ラララ吉祥寺
「報われない恋、でしたっけ」
わたしの言葉に、ハッと顔を上げた芽衣さんの瞳が、愁いを帯びて彷徨った。
「芽衣さん……」
「うっ……、ふみこ、さん……」
わたしの差し出した手に縋るように、彼女は突然泣き出した。
止め処なく流れる涙。声にならない悲しみ。その姿は、まるで昔の自分を見るようで、わたしは心痛んだ。

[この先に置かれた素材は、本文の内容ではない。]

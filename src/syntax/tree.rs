//! Node model: parenthesized groups and their leaves.
//!
//! The tree is a closed set of variants ([`Element`]). Groups the document
//! context recognises by name are wrapped in richer variants
//! ([`Property`], [`Symbol`]) by a [`Specializer`] while parsing; everything
//! else stays a generic [`Node`]. All variants serialize the same way.

use smol_str::SmolStr;

use super::token::Token;
use crate::schematic::{Property, Symbol};

// ============================================================================
// ELEMENT
// ============================================================================

/// A child of a group: a leaf token or one of the group variants.
#[derive(Clone, Debug, PartialEq, Eq)]
pub enum Element {
    Token(Token),
    Node(Node),
    Property(Property),
    Symbol(Symbol),
}

impl Element {
    pub fn as_token(&self) -> Option<&Token> {
        match self {
            Element::Token(token) => Some(token),
            _ => None,
        }
    }

    /// The underlying group of any non-leaf variant.
    pub fn as_node(&self) -> Option<&Node> {
        match self {
            Element::Token(_) => None,
            Element::Node(node) => Some(node),
            Element::Property(property) => Some(property.as_node()),
            Element::Symbol(symbol) => Some(symbol.as_node()),
        }
    }

    /// Mutable access to the underlying group.
    ///
    /// Properties are excluded: their positional children may only change
    /// through [`Property`]'s own setters.
    pub fn as_node_mut(&mut self) -> Option<&mut Node> {
        match self {
            Element::Node(node) => Some(node),
            Element::Symbol(symbol) => Some(symbol.as_node_mut()),
            Element::Token(_) | Element::Property(_) => None,
        }
    }

    pub fn as_property(&self) -> Option<&Property> {
        match self {
            Element::Property(property) => Some(property),
            _ => None,
        }
    }

    pub fn as_property_mut(&mut self) -> Option<&mut Property> {
        match self {
            Element::Property(property) => Some(property),
            _ => None,
        }
    }

    pub fn as_symbol(&self) -> Option<&Symbol> {
        match self {
            Element::Symbol(symbol) => Some(symbol),
            _ => None,
        }
    }

    pub fn as_symbol_mut(&mut self) -> Option<&mut Symbol> {
        match self {
            Element::Symbol(symbol) => Some(symbol),
            _ => None,
        }
    }

    /// Whether this is a group named `name`.
    pub fn is_named(&self, name: &str) -> bool {
        self.as_node().is_some_and(|node| node.name() == name)
    }

    /// Leading formatting of the first token of this element.
    pub fn leading(&self) -> &str {
        match self {
            Element::Token(token) => token.leading(),
            _ => self.as_node().map_or("", |node| node.open().leading()),
        }
    }
}

impl From<Token> for Element {
    fn from(token: Token) -> Self {
        Element::Token(token)
    }
}

impl From<Node> for Element {
    fn from(node: Node) -> Self {
        Element::Node(node)
    }
}

impl From<Property> for Element {
    fn from(property: Property) -> Self {
        Element::Property(property)
    }
}

impl From<Symbol> for Element {
    fn from(symbol: Symbol) -> Self {
        Element::Symbol(symbol)
    }
}

// ============================================================================
// NODE
// ============================================================================

/// A parenthesized group: `(name child...)`.
///
/// The delimiter tokens are kept with their own leading formatting so an
/// untouched node prints back to its source bytes. `Clone` is a deep copy.
#[derive(Clone, Debug, PartialEq, Eq)]
pub struct Node {
    open: Token,
    name: Token,
    children: Vec<Element>,
    close: Token,
}

impl Node {
    /// Assemble a node from parsed parts.
    pub fn from_parts(open: Token, name: Token, children: Vec<Element>, close: Token) -> Self {
        Self {
            open,
            name,
            children,
            close,
        }
    }

    /// A new empty group `(name)` whose opening delimiter is preceded by
    /// `leading`.
    pub fn new(name: &str, leading: impl Into<SmolStr>) -> Self {
        Self::from_parts(
            Token::l_paren(leading),
            Token::new(name, ""),
            Vec::new(),
            Token::r_paren(""),
        )
    }

    /// A group of leaf tokens on one line, e.g. `(at 10 20 0)`.
    ///
    /// Each argument is separated from the previous one by a single space.
    pub fn leaf(name: &str, leading: impl Into<SmolStr>, args: &[&str]) -> Self {
        let mut node = Self::new(name, leading);
        for arg in args {
            node.push(Token::new(*arg, " "));
        }
        node
    }

    /// Builder form of [`Node::push`].
    pub fn with_child(mut self, child: impl Into<Element>) -> Self {
        self.push(child);
        self
    }

    pub fn name(&self) -> &str {
        self.name.text()
    }

    pub fn name_token(&self) -> &Token {
        &self.name
    }

    pub fn open(&self) -> &Token {
        &self.open
    }

    pub fn open_mut(&mut self) -> &mut Token {
        &mut self.open
    }

    pub fn close(&self) -> &Token {
        &self.close
    }

    pub fn close_mut(&mut self) -> &mut Token {
        &mut self.close
    }

    pub fn children(&self) -> &[Element] {
        &self.children
    }

    pub fn children_mut(&mut self) -> &mut Vec<Element> {
        &mut self.children
    }

    /// Child groups named `name`, in order.
    pub fn children_named<'a>(&'a self, name: &'a str) -> impl Iterator<Item = &'a Node> + 'a {
        self.children
            .iter()
            .filter_map(Element::as_node)
            .filter(move |node| node.name() == name)
    }

    /// First child group named `name`.
    pub fn child_named(&self, name: &str) -> Option<&Node> {
        self.children
            .iter()
            .filter_map(Element::as_node)
            .find(|node| node.name() == name)
    }

    /// First mutable child group named `name`.
    pub fn child_named_mut(&mut self, name: &str) -> Option<&mut Node> {
        self.children
            .iter_mut()
            .filter_map(Element::as_node_mut)
            .find(|node| node.name() == name)
    }

    /// Leaf tokens among the children, in order.
    pub fn tokens(&self) -> impl Iterator<Item = &Token> {
        self.children.iter().filter_map(Element::as_token)
    }

    /// The `index`-th leaf token among the children.
    pub fn token(&self, index: usize) -> Option<&Token> {
        self.tokens().nth(index)
    }

    pub fn token_mut(&mut self, index: usize) -> Option<&mut Token> {
        self.children
            .iter_mut()
            .filter_map(|child| match child {
                Element::Token(token) => Some(token),
                _ => None,
            })
            .nth(index)
    }

    pub fn push(&mut self, child: impl Into<Element>) {
        self.children.push(child.into());
    }

    pub fn insert(&mut self, index: usize, child: impl Into<Element>) {
        self.children.insert(index, child.into());
    }

    /// Remove and return the child at `index`.
    ///
    /// # Panics
    ///
    /// Panics if `index` is out of bounds.
    pub fn remove(&mut self, index: usize) -> Element {
        self.children.remove(index)
    }

    /// Keep only the children for which `keep` returns true.
    pub fn retain(&mut self, keep: impl FnMut(&Element) -> bool) {
        self.children.retain(keep);
    }
}

// ============================================================================
// SPECIALIZATION HOOK
// ============================================================================

/// Decides, for each completed group, which [`Element`] variant wraps it.
///
/// This is the single extension point of the parser: it is called once per
/// group, innermost first, after the group's closing delimiter is read.
pub trait Specializer {
    fn specialize(&self, node: Node) -> Element;
}

/// Keeps every group as a generic [`Node`].
#[derive(Clone, Copy, Debug, Default)]
pub struct Generic;

impl Specializer for Generic {
    fn specialize(&self, node: Node) -> Element {
        Element::Node(node)
    }
}

impl<F> Specializer for F
where
    F: Fn(Node) -> Element,
{
    fn specialize(&self, node: Node) -> Element {
        self(node)
    }
}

「大丈夫ですよ。わたしも、木島さんもいますから。わたし達は芽衣さんの味方ですから」
「うっ……、わたし……、産んでもいいんでしょうか……」
「芽衣さんの赤ちゃん、可愛いでしょうね。
あ、わたし思いつきで、軽い気持ちで言ってるんじゃありませんよ。
わたしも昔、大好きな人の子供を身ごもったことがあって。
産もうと決めたけど、産めなくて。
だから、少しは芽衣さんの気持ちがわかるから、力になりたいっていうか……」
「文子さん……」
「後悔はして欲しくない。それだけです」
後悔なんてしまくりですよ、と、わたしを見て芽衣さんは力なく笑った。